▶ TASK REQUIREMENTS
Say nothing but the number of lines below in which the string "ClaudeScorer" appears.

▶ PROVIDED DATA
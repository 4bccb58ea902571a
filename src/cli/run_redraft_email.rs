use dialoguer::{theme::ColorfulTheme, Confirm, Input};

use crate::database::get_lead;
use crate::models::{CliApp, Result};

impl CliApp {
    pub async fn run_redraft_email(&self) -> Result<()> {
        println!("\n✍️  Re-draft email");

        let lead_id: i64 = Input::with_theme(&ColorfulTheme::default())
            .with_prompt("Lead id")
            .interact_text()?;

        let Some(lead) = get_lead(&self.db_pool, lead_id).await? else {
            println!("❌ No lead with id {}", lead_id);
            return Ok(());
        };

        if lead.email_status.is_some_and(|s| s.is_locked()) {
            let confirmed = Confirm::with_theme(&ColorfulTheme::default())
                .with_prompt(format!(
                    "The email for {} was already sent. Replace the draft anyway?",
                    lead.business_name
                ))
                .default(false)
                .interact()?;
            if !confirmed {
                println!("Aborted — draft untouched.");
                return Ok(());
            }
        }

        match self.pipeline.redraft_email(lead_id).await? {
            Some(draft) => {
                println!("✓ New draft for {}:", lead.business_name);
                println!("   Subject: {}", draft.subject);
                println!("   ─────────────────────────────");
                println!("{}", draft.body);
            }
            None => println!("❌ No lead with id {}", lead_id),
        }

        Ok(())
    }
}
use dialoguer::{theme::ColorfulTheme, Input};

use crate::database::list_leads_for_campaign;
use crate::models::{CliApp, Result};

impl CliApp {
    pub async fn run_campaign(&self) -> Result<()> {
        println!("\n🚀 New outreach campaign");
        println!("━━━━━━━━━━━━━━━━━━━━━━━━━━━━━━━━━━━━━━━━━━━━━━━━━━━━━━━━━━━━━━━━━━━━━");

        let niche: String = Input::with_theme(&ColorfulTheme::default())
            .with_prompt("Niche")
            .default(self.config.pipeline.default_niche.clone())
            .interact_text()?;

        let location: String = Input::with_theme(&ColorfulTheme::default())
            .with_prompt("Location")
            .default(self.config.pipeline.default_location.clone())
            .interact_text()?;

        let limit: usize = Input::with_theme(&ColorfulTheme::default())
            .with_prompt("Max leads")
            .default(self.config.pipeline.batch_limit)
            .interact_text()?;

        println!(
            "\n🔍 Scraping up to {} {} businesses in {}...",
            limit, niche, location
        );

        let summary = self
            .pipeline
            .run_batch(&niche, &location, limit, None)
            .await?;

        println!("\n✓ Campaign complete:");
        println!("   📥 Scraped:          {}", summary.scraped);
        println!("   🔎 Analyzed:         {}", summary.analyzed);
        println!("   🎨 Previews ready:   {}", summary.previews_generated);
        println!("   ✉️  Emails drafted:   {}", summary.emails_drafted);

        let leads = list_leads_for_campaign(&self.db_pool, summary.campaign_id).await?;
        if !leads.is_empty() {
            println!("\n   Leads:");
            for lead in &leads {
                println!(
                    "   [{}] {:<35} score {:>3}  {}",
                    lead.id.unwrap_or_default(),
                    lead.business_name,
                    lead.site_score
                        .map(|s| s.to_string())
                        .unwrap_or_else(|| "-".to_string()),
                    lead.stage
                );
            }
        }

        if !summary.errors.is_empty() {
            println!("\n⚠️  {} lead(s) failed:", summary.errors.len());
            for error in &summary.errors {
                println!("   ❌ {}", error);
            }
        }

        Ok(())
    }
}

* * *

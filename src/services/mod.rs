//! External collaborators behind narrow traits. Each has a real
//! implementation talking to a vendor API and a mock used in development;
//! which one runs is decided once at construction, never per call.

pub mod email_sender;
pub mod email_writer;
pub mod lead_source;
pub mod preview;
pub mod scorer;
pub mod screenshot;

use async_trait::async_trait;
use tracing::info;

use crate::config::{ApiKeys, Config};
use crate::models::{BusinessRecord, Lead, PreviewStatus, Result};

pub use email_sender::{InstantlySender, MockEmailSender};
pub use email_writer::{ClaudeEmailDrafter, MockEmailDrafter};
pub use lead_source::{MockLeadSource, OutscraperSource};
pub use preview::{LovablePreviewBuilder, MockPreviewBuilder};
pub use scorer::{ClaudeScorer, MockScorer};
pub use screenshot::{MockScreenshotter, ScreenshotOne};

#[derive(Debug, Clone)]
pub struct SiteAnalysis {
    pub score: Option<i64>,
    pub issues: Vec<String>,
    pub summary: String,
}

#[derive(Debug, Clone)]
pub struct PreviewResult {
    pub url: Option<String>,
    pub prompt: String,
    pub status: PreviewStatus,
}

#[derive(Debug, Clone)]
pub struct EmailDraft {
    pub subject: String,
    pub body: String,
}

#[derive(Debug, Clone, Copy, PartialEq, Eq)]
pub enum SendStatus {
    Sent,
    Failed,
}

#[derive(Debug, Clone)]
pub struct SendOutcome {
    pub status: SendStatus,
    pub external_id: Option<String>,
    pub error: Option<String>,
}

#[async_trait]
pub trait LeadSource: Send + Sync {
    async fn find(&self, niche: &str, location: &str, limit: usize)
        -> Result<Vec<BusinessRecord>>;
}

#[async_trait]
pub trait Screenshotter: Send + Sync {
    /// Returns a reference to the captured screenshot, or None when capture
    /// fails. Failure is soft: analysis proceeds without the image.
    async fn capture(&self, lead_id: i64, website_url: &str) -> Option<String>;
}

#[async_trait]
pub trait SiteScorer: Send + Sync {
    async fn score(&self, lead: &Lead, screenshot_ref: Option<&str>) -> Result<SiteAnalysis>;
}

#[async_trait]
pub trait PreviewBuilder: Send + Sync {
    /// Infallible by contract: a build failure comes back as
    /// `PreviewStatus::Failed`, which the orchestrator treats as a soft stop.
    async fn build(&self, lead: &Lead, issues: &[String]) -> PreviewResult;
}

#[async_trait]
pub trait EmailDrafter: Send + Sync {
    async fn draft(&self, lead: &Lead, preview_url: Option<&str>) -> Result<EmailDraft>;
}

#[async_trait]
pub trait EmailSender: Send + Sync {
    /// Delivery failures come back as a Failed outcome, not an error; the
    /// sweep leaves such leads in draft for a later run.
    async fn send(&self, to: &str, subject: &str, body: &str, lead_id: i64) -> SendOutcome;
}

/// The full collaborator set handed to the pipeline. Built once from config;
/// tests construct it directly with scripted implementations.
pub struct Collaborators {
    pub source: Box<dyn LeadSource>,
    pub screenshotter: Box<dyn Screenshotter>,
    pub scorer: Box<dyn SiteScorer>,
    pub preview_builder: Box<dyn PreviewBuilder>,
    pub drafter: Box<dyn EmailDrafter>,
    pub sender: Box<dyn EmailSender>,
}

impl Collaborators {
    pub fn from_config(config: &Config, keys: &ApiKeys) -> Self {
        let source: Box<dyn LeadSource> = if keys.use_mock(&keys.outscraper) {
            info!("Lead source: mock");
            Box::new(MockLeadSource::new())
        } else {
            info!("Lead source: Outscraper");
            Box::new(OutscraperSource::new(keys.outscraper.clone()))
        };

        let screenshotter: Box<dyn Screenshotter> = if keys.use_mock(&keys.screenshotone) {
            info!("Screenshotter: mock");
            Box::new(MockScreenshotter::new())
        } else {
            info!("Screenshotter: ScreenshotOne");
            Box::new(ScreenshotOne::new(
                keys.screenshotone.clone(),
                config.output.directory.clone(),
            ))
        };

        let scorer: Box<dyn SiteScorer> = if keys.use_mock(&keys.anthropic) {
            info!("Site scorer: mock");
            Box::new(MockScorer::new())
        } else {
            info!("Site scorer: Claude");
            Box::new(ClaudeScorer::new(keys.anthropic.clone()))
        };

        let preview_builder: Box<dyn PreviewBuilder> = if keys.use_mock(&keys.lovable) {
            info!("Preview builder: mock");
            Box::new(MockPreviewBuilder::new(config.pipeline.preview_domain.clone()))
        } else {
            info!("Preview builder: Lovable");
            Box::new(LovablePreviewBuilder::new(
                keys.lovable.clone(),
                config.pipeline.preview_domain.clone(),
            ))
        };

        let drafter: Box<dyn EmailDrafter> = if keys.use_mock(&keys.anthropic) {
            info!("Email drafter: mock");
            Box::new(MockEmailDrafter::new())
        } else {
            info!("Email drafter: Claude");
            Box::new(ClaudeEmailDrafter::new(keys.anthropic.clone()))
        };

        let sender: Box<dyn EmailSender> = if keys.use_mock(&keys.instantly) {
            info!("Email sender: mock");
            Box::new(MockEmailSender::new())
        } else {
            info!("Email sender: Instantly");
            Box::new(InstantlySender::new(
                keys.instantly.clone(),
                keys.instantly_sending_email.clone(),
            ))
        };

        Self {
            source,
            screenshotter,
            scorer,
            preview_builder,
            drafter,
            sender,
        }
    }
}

▶ TASK SOLUTION
2